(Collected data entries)
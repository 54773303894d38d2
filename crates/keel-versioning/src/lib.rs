//! ---
//! keel_section: "04-versioning"
//! keel_subsection: "module"
//! keel_type: "source"
//! keel_scope: "code"
//! keel_description: "Version patch registry and sequencer."
//! keel_version: "v0.0.0-prealpha"
//! keel_owner: "tbd"
//! ---
#![warn(missing_docs)]

//! Moves a topic between version states by running the registered patch
//! actions that lie between the installed version and the declared target,
//! in the order the direction of travel requires.

use keel_common::{Topic, Version};
use keel_persistence::StoreError;

pub mod metrics;
pub mod registry;
pub mod sequencer;

pub use metrics::PatchMetrics;
pub use registry::{Direction, InstalledResolver, PatchAction, PatchRegistry};
pub use sequencer::{ApplyOutcome, PatchPlan, PatchSequencer};

/// Result alias used throughout the versioning crate.
pub type Result<T> = std::result::Result<T, VersioningError>;

/// Errors raised while registering or applying patches.
#[derive(Debug, thiserror::Error)]
pub enum VersioningError {
    /// A patch action failed; the installed version was left untouched.
    #[error("{direction} patch {version} for topic {topic} failed")]
    PatchFailed {
        /// Topic being migrated.
        topic: Topic,
        /// Version boundary of the failing patch.
        version: Version,
        /// Direction of travel.
        direction: Direction,
        /// Error returned by the action.
        #[source]
        source: anyhow::Error,
    },
    /// `level` was asked to reconcile a topic without a declared target.
    #[error("no target version declared for topic {0}")]
    TargetNotDeclared(Topic),
    /// A different target was already declared for the topic.
    #[error("target for topic {topic} already declared as {existing}; refusing {requested}")]
    TargetRedeclared {
        /// Topic whose target was declared twice.
        topic: Topic,
        /// Previously declared target.
        existing: Version,
        /// Rejected target.
        requested: Version,
    },
    /// A topic-specific installed-version lookup failed.
    #[error("installed version lookup for topic {topic} failed")]
    InstalledOverrideFailed {
        /// Topic being resolved.
        topic: Topic,
        /// Error returned by the lookup.
        #[source]
        source: anyhow::Error,
    },
    /// The version store failed.
    #[error("store error: {0}")]
    Store(#[from] StoreError),
}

* WHAT IS REQUIRED:
Reproduce the data shown above with every line intact.

* TASK SOLUTION:
repository 54773303894d38d2
filename crates/keel-versioning/src/lib.rs
//! ---
//! keel_section: "04-versioning"
//! keel_subsection: "module"
//! keel_type: "source"
//! keel_scope: "code"
//! keel_description: "Version patch registry and sequencer."
//! keel_version: "v0.0.0-prealpha"
//! keel_owner: "tbd"
//! ---
#![warn(missing_docs)]

//! Moves a topic between version states by running the registered patch
//! actions that lie between the installed version and the declared target,
//! in the order the direction of travel requires.

use keel_common::{Topic, Version};
use keel_persistence::StoreError;

pub mod metrics;
pub mod registry;
pub mod sequencer;

pub use metrics::PatchMetrics;
pub use registry::{Direction, InstalledResolver, PatchAction, PatchRegistry};
pub use sequencer::{ApplyOutcome, PatchPlan, PatchSequencer};

/// Result alias used throughout the versioning crate.
pub type Result<T> = std::result::Result<T, VersioningError>;

/// Errors raised while registering or applying patches.
#[derive(Debug, thiserror::Error)]
pub enum VersioningError {
    /// A patch action failed; the installed version was left untouched.
    #[error("{direction} patch {version} for topic {topic} failed")]
    PatchFailed {
        /// Topic being migrated.
        topic: Topic,
        /// Version boundary of the failing patch.
        version: Version,
        /// Direction of travel.
        direction: Direction,
        /// Error returned by the action.
        #[source]
        source: anyhow::Error,
    },
    /// `level` was asked to reconcile a topic without a declared target.
    #[error("no target version declared for topic {0}")]
    TargetNotDeclared(Topic),
    /// A different target was already declared for the topic.
    #[error("target for topic {topic} already declared as {existing}; refusing {requested}")]
    TargetRedeclared {
        /// Topic whose target was declared twice.
        topic: Topic,
        /// Previously declared target.
        existing: Version,
        /// Rejected target.
        requested: Version,
    },
    /// A topic-specific installed-version lookup failed.
    #[error("installed version lookup for topic {topic} failed")]
    InstalledOverrideFailed {
        /// Topic being resolved.
        topic: Topic,
        /// Error returned by the lookup.
        #[source]
        source: anyhow::Error,
    },
    /// The version store failed.
    #[error("store error: {0}")]
    Store(#[from] StoreError),
}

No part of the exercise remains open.